Cardiovascular System 2 Flashcards
What does aspirin do?
It irreversibly inhibits COX enzymes. It inactivates COX 1 and switches the function of COX 2 to generate protective lipids.
Why are thromboxane A2 levels depleted by aspirin but prostacyclin levels aren’t?
TXA2 is mainly produced in platelets rather than endothelial cells.
Prostacyclin is mainly produced in endothelial cells, which contain nuclei and hence can produce more COXs to produce prostacyclin (replacing the enzymes inhibited by aspirin).
What properties does resting endothelium have (laminar blood flow)?
Anti-inflammatory, anti-thrombotic, anti-proliferative.
What properties does activated endothelium have (turbulent blood flow)?
Pro-inflammatory, pro-thrombotic, pro-angiogenic.
What is the main difference in the structure of capillaries and post-capillary venules?
In capillaries, the endothelial cells are surrounded by basement membrane and precapillary cells (pericytes).
Post-capillary venules have more pericytes.
Why does turbulent flow cause the activation of endothelial cells?
Stable flow downregulates the expression of DNA methyltransferases (DNMTs), which allows the promotion of antiatherogenic genes to remain demethylated, enabling their expression.
Disturbed flow upregulates DNMTs.
What does phospholipase C do?
Causes PIP2 to be converted into IP3 and DAG.
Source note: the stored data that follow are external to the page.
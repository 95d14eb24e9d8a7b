//! Reconciler configuration
//!
//! Step totals are scoped to the user's local calendar day. The reconciler
//! has no timezone database, so the day boundary is described by a fixed UTC
//! offset; hosts refresh the configuration when the user changes zone.

use chrono::{FixedOffset, NaiveDate, Offset, Utc};

use crate::{
    constants::{DEFAULT_MIDNIGHT_WINDOW_MS, DEFAULT_REBOOT_TOLERANCE_MS, MAX_UTC_OFFSET_SECS},
    time::{self, Timestamp},
};

/// Tunables for day rollover and reboot detection
#[derive(Debug, Clone, Copy, PartialEq, Eq)]
#[cfg_attr(feature = "serde", derive(serde::Serialize, serde::Deserialize))]
pub struct ReconcilerConfig {
    /// Offset of the user's local time from UTC, in seconds east
    utc_offset_secs: i32,

    /// Window after local midnight that always counts as a new day (ms)
    midnight_window_ms: i64,

    /// Boot-time drift tolerated before a reboot is assumed (ms)
    reboot_tolerance_ms: i64,
}

impl Default for ReconcilerConfig {
    fn default() -> Self {
        Self {
            utc_offset_secs: 0,
            midnight_window_ms: DEFAULT_MIDNIGHT_WINDOW_MS,
            reboot_tolerance_ms: DEFAULT_REBOOT_TOLERANCE_MS,
        }
    }
}

impl ReconcilerConfig {
    /// Configuration for a user in the given zone
    pub fn new_with_offset(utc_offset_secs: i32) -> Self {
        Self::default().with_utc_offset(utc_offset_secs)
    }

    /// Days follow UTC
    pub fn utc() -> Self {
        Self::default()
    }

    /// Set the local UTC offset, clamped to real-world zones
    pub fn with_utc_offset(mut self, secs: i32) -> Self {
        self.utc_offset_secs = secs.clamp(-MAX_UTC_OFFSET_SECS, MAX_UTC_OFFSET_SECS);
        self
    }

    /// Set the post-midnight window; zero disables it
    pub fn with_midnight_window(mut self, ms: i64) -> Self {
        self.midnight_window_ms = ms.max(0);
        self
    }

    /// Set the reboot detection tolerance
    pub fn with_reboot_tolerance(mut self, ms: i64) -> Self {
        self.reboot_tolerance_ms = ms.max(0);
        self
    }

    /// Local UTC offset in seconds
    pub fn utc_offset_secs(&self) -> i32 {
        self.utc_offset_secs
    }

    /// Post-midnight window in milliseconds
    pub fn midnight_window_ms(&self) -> i64 {
        self.midnight_window_ms
    }

    /// Reboot detection tolerance in milliseconds
    pub fn reboot_tolerance_ms(&self) -> i64 {
        self.reboot_tolerance_ms
    }

    fn offset(&self) -> FixedOffset {
        // Clamped in the builder, so always within chrono's ±24h range
        FixedOffset::east_opt(self.utc_offset_secs).unwrap_or_else(|| Utc.fix())
    }

    /// Local calendar day of `ts`
    pub fn local_day(&self, ts: Timestamp) -> Option<NaiveDate> {
        time::local_date(ts, self.offset())
    }

    /// Whether `ts` falls inside the window after local midnight
    pub fn in_midnight_window(&self, ts: Timestamp) -> bool {
        time::ms_since_local_midnight(ts, self.offset())
            .is_some_and(|elapsed| elapsed < self.midnight_window_ms)
    }

    /// Whether `last` and `now` fall on different local days
    pub fn is_other_day(&self, last: Timestamp, now: Timestamp) -> bool {
        self.local_day(last) != self.local_day(now)
    }

    /// Whether a step counter total must start over
    ///
    /// True on a different local day, or when `now` is within the
    /// post-midnight window. The window catches a counter reading from before
    /// midnight that is only delivered after it.
    pub fn is_new_day(&self, last: Timestamp, now: Timestamp) -> bool {
        self.is_other_day(last, now) || self.in_midnight_window(now)
    }

    /// Whether two boot times belong to different boots
    pub fn is_different_boot(&self, recorded: Timestamp, current: Timestamp) -> bool {
        current.abs_diff(recorded) > self.reboot_tolerance_ms.unsigned_abs()
    }
}
//! Time management for step tracking
//!
//! Provides clock abstraction for the two times the reconciler cares about:
//! - Wall clock (when was a reading accepted, which local day is it)
//! - Device boot time (has the device restarted since we last looked)
//!
//! Calendar arithmetic is done with `chrono` at a fixed UTC offset so it
//! works without a timezone database.

use core::cell::Cell;

use chrono::{DateTime, FixedOffset, NaiveDate, Timelike};

use crate::constants::MS_PER_SECOND;

/// Timestamp in milliseconds since the Unix epoch
pub type Timestamp = i64;

/// Source of wall-clock and boot time
pub trait Clock {
    /// Current wall-clock time
    fn now(&self) -> Timestamp;

    /// Wall-clock time at which the device last booted
    fn boot_time(&self) -> Timestamp;
}

impl<C: Clock + ?Sized> Clock for &C {
    fn now(&self) -> Timestamp {
        (**self).now()
    }

    fn boot_time(&self) -> Timestamp {
        (**self).boot_time()
    }
}

/// Fixed time source for testing and replay
///
/// Uses interior mutability so a test can keep a shared reference while the
/// reconciler holds another one.
#[derive(Debug, Clone, Default)]
pub struct FixedClock {
    now: Cell<Timestamp>,
    boot: Cell<Timestamp>,
}

impl FixedClock {
    /// Clock frozen at `now`, booted at the epoch
    pub fn new(now: Timestamp) -> Self {
        Self {
            now: Cell::new(now),
            boot: Cell::new(0),
        }
    }

    /// Set the boot time
    pub fn with_boot_time(self, boot: Timestamp) -> Self {
        self.boot.set(boot);
        self
    }

    /// Move the wall clock to `now`
    pub fn set(&self, now: Timestamp) {
        self.now.set(now);
    }

    /// Advance the wall clock by `ms`
    pub fn advance(&self, ms: i64) {
        self.now.set(self.now.get().saturating_add(ms));
    }

    /// Simulate a device reboot at the current wall-clock time
    pub fn reboot(&self) {
        self.boot.set(self.now.get());
    }
}

impl Clock for FixedClock {
    fn now(&self) -> Timestamp {
        self.now.get()
    }

    fn boot_time(&self) -> Timestamp {
        self.boot.get()
    }
}

/// System clock (requires std)
///
/// Boot time comes from the `btime` line of `/proc/stat`. Where that is not
/// available the time the clock was created is used instead, which still
/// changes across reboots.
#[cfg(feature = "std")]
#[derive(Debug, Clone)]
pub struct SystemClock {
    fallback_boot: Timestamp,
}

#[cfg(feature = "std")]
impl SystemClock {
    /// Create a clock, capturing the fallback boot time
    pub fn new() -> Self {
        Self {
            fallback_boot: Self::wall_clock(),
        }
    }

    fn wall_clock() -> Timestamp {
        use std::time::{SystemTime, UNIX_EPOCH};

        SystemTime::now()
            .duration_since(UNIX_EPOCH)
            .map(|d| i64::try_from(d.as_millis()).unwrap_or(i64::MAX))
            .unwrap_or_default()
    }

    fn proc_boot_time() -> Option<Timestamp> {
        let stat = std::fs::read_to_string("/proc/stat").ok()?;
        let secs = stat
            .lines()
            .find_map(|line| line.strip_prefix("btime "))?
            .trim()
            .parse::<i64>()
            .ok()?;
        secs.checked_mul(MS_PER_SECOND)
    }
}

#[cfg(feature = "std")]
impl Default for SystemClock {
    fn default() -> Self {
        Self::new()
    }
}

#[cfg(feature = "std")]
impl Clock for SystemClock {
    fn now(&self) -> Timestamp {
        Self::wall_clock()
    }

    fn boot_time(&self) -> Timestamp {
        Self::proc_boot_time().unwrap_or(self.fallback_boot)
    }
}

/// Calendar date of `ts` in the given zone
///
/// Returns `None` for timestamps chrono cannot represent.
pub fn local_date(ts: Timestamp, offset: FixedOffset) -> Option<NaiveDate> {
    DateTime::from_timestamp_millis(ts).map(|utc| utc.with_timezone(&offset).date_naive())
}

/// Milliseconds elapsed since local midnight
pub fn ms_since_local_midnight(ts: Timestamp, offset: FixedOffset) -> Option<i64> {
    let local = DateTime::from_timestamp_millis(ts)?.with_timezone(&offset);
    let time = local.time();
    Some(
        i64::from(time.num_seconds_from_midnight()) * MS_PER_SECOND
            + i64::from(time.nanosecond() / 1_000_000),
    )
}
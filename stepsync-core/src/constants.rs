//! Constants for StepSync Core
//!
//! Numeric values used by the reconciler and its configuration. Names carry
//! their units.

// ===== TIME UNIT CONVERSIONS =====

/// Milliseconds per second.
pub const MS_PER_SECOND: i64 = 1000;

/// Seconds per hour.
pub const SECONDS_PER_HOUR: i32 = 3600;

/// Milliseconds per minute.
pub const MS_PER_MINUTE: i64 = 60 * MS_PER_SECOND;

/// Milliseconds per day.
pub const MS_PER_DAY: i64 = 24 * 60 * MS_PER_MINUTE;

// ===== DAY ROLLOVER =====

/// Length of the window after local midnight in which the step count is
/// forced back to zero (milliseconds).
///
/// Covers the whole "00:00" minute. A reading that arrived just before
/// midnight but was only delivered after it is treated as belonging to the
/// new day.
pub const DEFAULT_MIDNIGHT_WINDOW_MS: i64 = MS_PER_MINUTE;

/// Largest UTC offset accepted for the user's local day (seconds).
///
/// Real-world zones span UTC-12:00 to UTC+14:00.
pub const MAX_UTC_OFFSET_SECS: i32 = 14 * SECONDS_PER_HOUR;

// ===== REBOOT DETECTION =====

/// Boot-time drift tolerated before a reboot is assumed (milliseconds).
///
/// Boot time is usually derived as `now - uptime`, so two reads on the same
/// boot can differ by scheduling jitter and wall-clock adjustments.
pub const DEFAULT_REBOOT_TOLERANCE_MS: i64 = 5 * MS_PER_SECOND;

// ===== SENSOR VALUES =====

/// Magnitude a step detector reports for one detected step.
pub const STEP_PULSE_MAGNITUDE: f32 = 1.0;

/// Number of persisted fields.
pub const STATE_FIELD_COUNT: usize = 6;

/// Capacity of the in-memory store map (power of two, at least
/// `STATE_FIELD_COUNT`).
pub const MEMORY_STORE_CAPACITY: usize = 8;
//! Durable JSON-file persistence for the StepSync reconciler
//!
//! Keeps the six reconciler fields in a single small JSON object:
//!
//! ```json
//! {
//!   "current_app_step": 2550,
//!   "last_offset_step": -2400,
//!   "last_sensor_step": 150,
//!   "last_sensor_time": 1699977600000,
//!   "system_boot_time": 1699966800000,
//!   "system_reboot_status": false
//! }
//! ```
//!
//! Every `set` rewrites the file through a temporary sibling and an atomic
//! rename, so a crash leaves either the old or the new contents on disk.
//!
//! ```no_run
//! use stepsync_core::{StepReconciler, SystemClock};
//! use stepsync_store::JsonFileStore;
//!
//! let store = JsonFileStore::open("/var/lib/stepsync/state.json")?;
//! let reconciler = StepReconciler::new(store, SystemClock::new(), ());
//! println!("{} steps today", reconciler.steps());
//! # Ok::<(), stepsync_store::FileStoreError>(())
//! ```

#![deny(unsafe_code)]
#![warn(missing_docs)]

use std::{
    fs::{self, File},
    io::{self, Write},
    path::{Path, PathBuf},
};

use serde_json::{Map, Value};
use stepsync_core::{StateKey, StateValue, StepError, StepResult, StepState, StepStore};
use thiserror::Error;

/// Failures reading or writing the state file
#[derive(Debug, Error)]
pub enum FileStoreError {
    /// Filesystem operation failed
    #[error("I/O error on {}: {source}", .path.display())]
    Io {
        /// File being accessed
        path: PathBuf,
        /// Underlying error
        #[source]
        source: io::Error,
    },

    /// File contents are not valid JSON
    #[error("malformed state file {}: {source}", .path.display())]
    Json {
        /// File being parsed
        path: PathBuf,
        /// Underlying error
        #[source]
        source: serde_json::Error,
    },

    /// File is valid JSON but not an object
    #[error("state file {} is not a JSON object", .path.display())]
    NotAnObject {
        /// File being parsed
        path: PathBuf,
    },
}

impl FileStoreError {
    /// Short static reason, for reporting through [`StepError`]
    pub fn reason(&self) -> &'static str {
        match self {
            FileStoreError::Io { .. } => "state file I/O failed",
            FileStoreError::Json { .. } => "state file encoding failed",
            FileStoreError::NotAnObject { .. } => "state file is not an object",
        }
    }
}

/// [`StepStore`] backed by a JSON file
#[derive(Debug)]
pub struct JsonFileStore {
    path: PathBuf,
    values: Map<String, Value>,
}

impl JsonFileStore {
    /// Open the store at `path`; a missing file is an empty store
    ///
    /// A file that is not a JSON object is logged and replaced with a fresh
    /// all-default state, so tracking restarts at zero instead of failing.
    /// Fields with unknown names are dropped. Only I/O errors are returned.
    pub fn open(path: impl AsRef<Path>) -> Result<Self, FileStoreError> {
        let path = path.as_ref().to_path_buf();
        let bytes = match fs::read(&path) {
            Ok(bytes) => bytes,
            Err(err) if err.kind() == io::ErrorKind::NotFound => Vec::new(),
            Err(source) => return Err(FileStoreError::Io { path, source }),
        };
        if bytes.is_empty() {
            return Ok(Self {
                path,
                values: Map::new(),
            });
        }

        match Self::parse(&path, &bytes) {
            Ok(values) => Ok(Self { path, values }),
            Err(err) => {
                log::warn!("{}; starting from a fresh state", err);
                let mut store = Self {
                    path,
                    values: Map::new(),
                };
                if StepState::default().save(&mut store).is_err() {
                    // Surface the underlying I/O error rather than the field
                    store.flush()?;
                }
                Ok(store)
            }
        }
    }

    fn parse(path: &Path, bytes: &[u8]) -> Result<Map<String, Value>, FileStoreError> {
        let value: Value = serde_json::from_slice(bytes).map_err(|source| FileStoreError::Json {
            path: path.to_path_buf(),
            source,
        })?;
        let Value::Object(mut map) = value else {
            return Err(FileStoreError::NotAnObject {
                path: path.to_path_buf(),
            });
        };
        map.retain(|name, _| {
            let known = StateKey::from_name(name).is_some();
            if !known {
                log::warn!("dropping unknown field {:?} from {}", name, path.display());
            }
            known
        });
        Ok(map)
    }

    /// Location of the state file
    pub fn path(&self) -> &Path {
        &self.path
    }

    /// Write the current contents to disk
    pub fn flush(&self) -> Result<(), FileStoreError> {
        let io_err = |source| FileStoreError::Io {
            path: self.path.clone(),
            source,
        };

        let bytes = serde_json::to_vec_pretty(&self.values).map_err(|source| FileStoreError::Json {
            path: self.path.clone(),
            source,
        })?;

        if let Some(parent) = self.path.parent().filter(|p| !p.as_os_str().is_empty()) {
            fs::create_dir_all(parent).map_err(io_err)?;
        }

        let tmp = self.path.with_extension("json.tmp");
        let mut file = File::create(&tmp).map_err(io_err)?;
        file.write_all(&bytes).map_err(io_err)?;
        file.sync_all().map_err(io_err)?;
        fs::rename(&tmp, &self.path).map_err(io_err)?;
        Ok(())
    }
}

impl StepStore for JsonFileStore {
    fn get(&self, key: StateKey) -> StepResult<Option<StateValue>> {
        match self.values.get(key.name()) {
            None | Some(Value::Null) => Ok(None),
            Some(Value::Bool(flag)) if key.is_flag() => Ok(Some(StateValue::Flag(*flag))),
            Some(Value::Number(n)) if !key.is_flag() => n
                .as_i64()
                .map(|v| Some(StateValue::Integer(v)))
                .ok_or(StepError::TypeMismatch { key }),
            Some(_) => Err(StepError::TypeMismatch { key }),
        }
    }

    fn set(&mut self, key: StateKey, value: StateValue) -> StepResult<()> {
        let json = match value {
            StateValue::Integer(v) => Value::from(v),
            StateValue::Flag(flag) => Value::Bool(flag),
        };
        self.values.insert(key.name().to_owned(), json);
        self.flush().map_err(|err| StepError::Storage {
            key,
            reason: err.reason(),
        })
    }
}
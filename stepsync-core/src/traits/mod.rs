//! Collaborator Traits for StepSync
//!
//! The reconciler is a pure state machine. Everything it talks to is
//! injected through one of these traits so it can run against real
//! platform services, an in-memory fake, or a replay harness.
//!
//! ## Module Organization
//!
//! - [`store`] - Synchronous key-value persistence for the six state fields
//! - [`sensor`] - Sensor capability query and subscription
//! - [`observer`] - Callback receiving corrected step counts
//!
//! Time is abstracted separately by [`crate::time::Clock`].
//!
//! ## Usage Example
//!
//! ```rust
//! use stepsync_core::traits::StepObserver;
//!
//! struct Display { shown: u64 }
//!
//! impl StepObserver for Display {
//!     fn on_step(&mut self, steps: u64) {
//!         self.shown = steps;
//!     }
//!
//!     fn on_unsupported(&mut self) {
//!         // grey out the step widget
//!     }
//! }
//! ```

pub mod observer;
pub mod sensor;
pub mod store;

pub use observer::StepObserver;
pub use sensor::{SensorHub, SensorKind, SensorMode, SensorReading};
pub use store::{StateKey, StateValue, StepStore};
How is arachidonic acid produced?
DAG is converted into it by DAG lipase.
Phospholipids from plasma membrane converted into it by phospholipase A2.
How does prostacyclin (PGI2) cause relaxation of vascular smooth muscle cells?
It binds to IP1 receptor on VSMC. This activates adenyl cyclase, converting ATP into cAMP. cAMP inhibits myosin light chain kinase.
What is the precursor for prostacyclin?
PGH2 - produced from arachidonic acid by COX1 and COX2 (COX enzymes).
How is NO produced in endothelial cells?
IP3 causes Ca2+ influx from ER. Ca2+ upregulates eNOS (endothelial nitric oxide synthase). eNOS converts L-Arg + O2 to L-Cit + NO.
How does NO cause relaxation of VSMCs?
NO diffuses into the VSMC and activates guanylyl cyclase, which converts GTP to cGMP. cGMP upregulates PKG. PKG activates potassium channels, causing K+ efflux and hyperpolarising the membrane.
How is TXA2 produced?
PGH2 is converted into it by thromboxane synthase.
How does TXA2 cause contraction of VSMCs?
It diffuses out of the endothelial cell (though the apical and basement membrane). It binds to TP beta receptors on the VSMC. PLC migrates along membrane and converts PIP2 into DAG and IP3. IP3 causes Ca2+ from extracellular space and SER. Ca2+ upregulates MLCK.
How does TXA2 activate platelets?
Binds to TB alpha receptors on platelets. Platelet activates and produces more TXA2. Positive feedback potentiates response and platelets aggregate.
Where is ACE?
It is expressed on endothelial cells in renal/pulmonary circulation.
How does angiotensin II cause contraction of VSMCs?
It diffuses across endothelial cells and binds to AT1 receptors on VSMCs. PLC converts PIP2, resulting in IP3 formation, resulting in Ca2+ influx and MLCK upregulation.
Other than angiotensin II production, how else does ACE induce vasodilation?
It metabolises bradykinin, reducing NO-mediated vasodilation.
How is endothelin 1 produced?
Endothelium cell nucleus produces big endothelin 1. Endothelin converting enzyme, ECE, produces endothelin-1.
How does endothelin 1 cause contraction of VSMCs?
Binds to ETalpha and beta receptors on VSMC, causing PLC to convert PIP2 into IP3 causing Ca2+ influx causing MLCK upregulation…
How does endothelin 1 cause relaxation of VSMC?
It binds to ET beta on endothelial cell. Upregulates eNOS, resulting in NO production. Resultant hyperpolarisation from activation of K+ channels.
Is endothelin’s relaxatory or contractatory effect greater?
Contraction is greater.
How does angiotensin II increase blood pressure?
Increases water reabsorption and vasoconstriction.
How does atrial natriuretic peptide (ANP) cause vasodilation?
Antagonist of big endothelin 1 production.
What is isolated systolic hypertension?
Systolic BP is greater than or equal to 140mmHg, but diastolic is 90 or less.
Caused by increasing stiffness in medium/large arteries.
What treatment is used for hypertension?
ACE inhibitors (ACEi) and angiotensin receptor blockers.
Beta-blockers, which block B1 receptors on the heart, reducing contractility and CO.
Also block B1 receptors on kidneys, reducing activity of RAAS and renin excretion.
Calcium channel blockers. Major mechanism for VSMCs, minor mechanism for heart.